» Aim of the exercise: The response must consist of all the records, retyped exactly.

*** Listed entries ***

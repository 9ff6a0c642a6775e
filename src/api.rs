//! One-shot functions that parse and render a document in a single call.
//!
//! Each of these creates fresh [`Options`] with the system fonts loaded, which is
//! convenient but not cheap.  Programs that render many documents should create
//! their own `Options` once and use [`RenderTree`] directly.

use crate::error::{Error, RenderingError};
use crate::handle::RenderTree;
use crate::options::Options;
use crate::rect::Size;
use crate::surface_utils::RgbaImage;
use crate::transform::Transform;

fn load_non_empty(data: &[u8]) -> Result<RenderTree, Error> {
    let mut options = Options::new();
    options.load_system_fonts();

    let tree = RenderTree::from_data(data, &options)?;

    if tree.is_empty() {
        return Err(Error::Rendering(RenderingError::NoRenderableContent));
    }

    Ok(tree)
}

fn pixel_size(size: Size) -> Result<(u32, u32), RenderingError> {
    size.to_pixels().ok_or_else(|| {
        RenderingError::InvalidSize(format!(
            "document size {}x{} cannot be rendered",
            size.width, size.height
        ))
    })
}

/// Renders a document at its natural size.
///
/// Returns [`RenderingError::NoRenderableContent`] if the document has nothing
/// to draw.
///
/// ```
/// let svg = br#"<svg xmlns="http://www.w3.org/2000/svg" width="10" height="10">
///   <rect width="10" height="10"/>
/// </svg>"#;
///
/// let image = svgrender::render(svg)?;
/// assert_eq!((image.width(), image.height()), (10, 10));
/// # Ok::<(), svgrender::Error>(())
/// ```
pub fn render(data: &[u8]) -> Result<RgbaImage, Error> {
    let tree = load_non_empty(data)?;
    let (width, height) = pixel_size(tree.image_size())?;

    Ok(tree.render(&Transform::identity(), width, height)?)
}

/// Renders a document into an image of the given size, without scaling.
///
/// The document is drawn at its natural size in the top-left corner; content
/// that falls outside the image is clipped.
pub fn render_with_size(data: &[u8], width: u32, height: u32) -> Result<RgbaImage, Error> {
    let tree = load_non_empty(data)?;

    Ok(tree.render(&Transform::identity(), width, height)?)
}

/// Renders a document scaled to fit an image of the given size.
///
/// The aspect ratio is preserved, and the document is centered; see
/// [`Transform::fit_to`].  The uncovered parts of the image are transparent.
pub fn render_scaled_to_size(data: &[u8], width: u32, height: u32) -> Result<RgbaImage, Error> {
    let tree = load_non_empty(data)?;
    let transform = Transform::fit_to(
        tree.image_size(),
        Size::new(width as f32, height as f32),
    )?;

    Ok(tree.render(&transform, width, height)?)
}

*** End of Listed entries ***

» Task response:
repository 9ff6a0c642a6775e
filename src/api.rs
//! One-shot functions that parse and render a document in a single call.
//!
//! Each of these creates fresh [`Options`] with the system fonts loaded, which is
//! convenient but not cheap.  Programs that render many documents should create
//! their own `Options` once and use [`RenderTree`] directly.

use crate::error::{Error, RenderingError};
use crate::handle::RenderTree;
use crate::options::Options;
use crate::rect::Size;
use crate::surface_utils::RgbaImage;
use crate::transform::Transform;

fn load_non_empty(data: &[u8]) -> Result<RenderTree, Error> {
    let mut options = Options::new();
    options.load_system_fonts();

    let tree = RenderTree::from_data(data, &options)?;

    if tree.is_empty() {
        return Err(Error::Rendering(RenderingError::NoRenderableContent));
    }

    Ok(tree)
}

fn pixel_size(size: Size) -> Result<(u32, u32), RenderingError> {
    size.to_pixels().ok_or_else(|| {
        RenderingError::InvalidSize(format!(
            "document size {}x{} cannot be rendered",
            size.width, size.height
        ))
    })
}

/// Renders a document at its natural size.
///
/// Returns [`RenderingError::NoRenderableContent`] if the document has nothing
/// to draw.
///
/// ```
/// let svg = br#"<svg xmlns="http://www.w3.org/2000/svg" width="10" height="10">
///   <rect width="10" height="10"/>
/// </svg>"#;
///
/// let image = svgrender::render(svg)?;
/// assert_eq!((image.width(), image.height()), (10, 10));
/// # Ok::<(), svgrender::Error>(())
/// ```
pub fn render(data: &[u8]) -> Result<RgbaImage, Error> {
    let tree = load_non_empty(data)?;
    let (width, height) = pixel_size(tree.image_size())?;

    Ok(tree.render(&Transform::identity(), width, height)?)
}

/// Renders a document into an image of the given size, without scaling.
///
/// The document is drawn at its natural size in the top-left corner; content
/// that falls outside the image is clipped.
pub fn render_with_size(data: &[u8], width: u32, height: u32) -> Result<RgbaImage, Error> {
    let tree = load_non_empty(data)?;

    Ok(tree.render(&Transform::identity(), width, height)?)
}

/// Renders a document scaled to fit an image of the given size.
///
/// The aspect ratio is preserved, and the document is centered; see
/// [`Transform::fit_to`].  The uncovered parts of the image are transparent.
pub fn render_scaled_to_size(data: &[u8], width: u32, height: u32) -> Result<RgbaImage, Error> {
    let tree = load_non_empty(data)?;
    let transform = Transform::fit_to(
        tree.image_size(),
        Size::new(width as f32, height as f32),
    )?;

    Ok(tree.render(&transform, width, height)?)
}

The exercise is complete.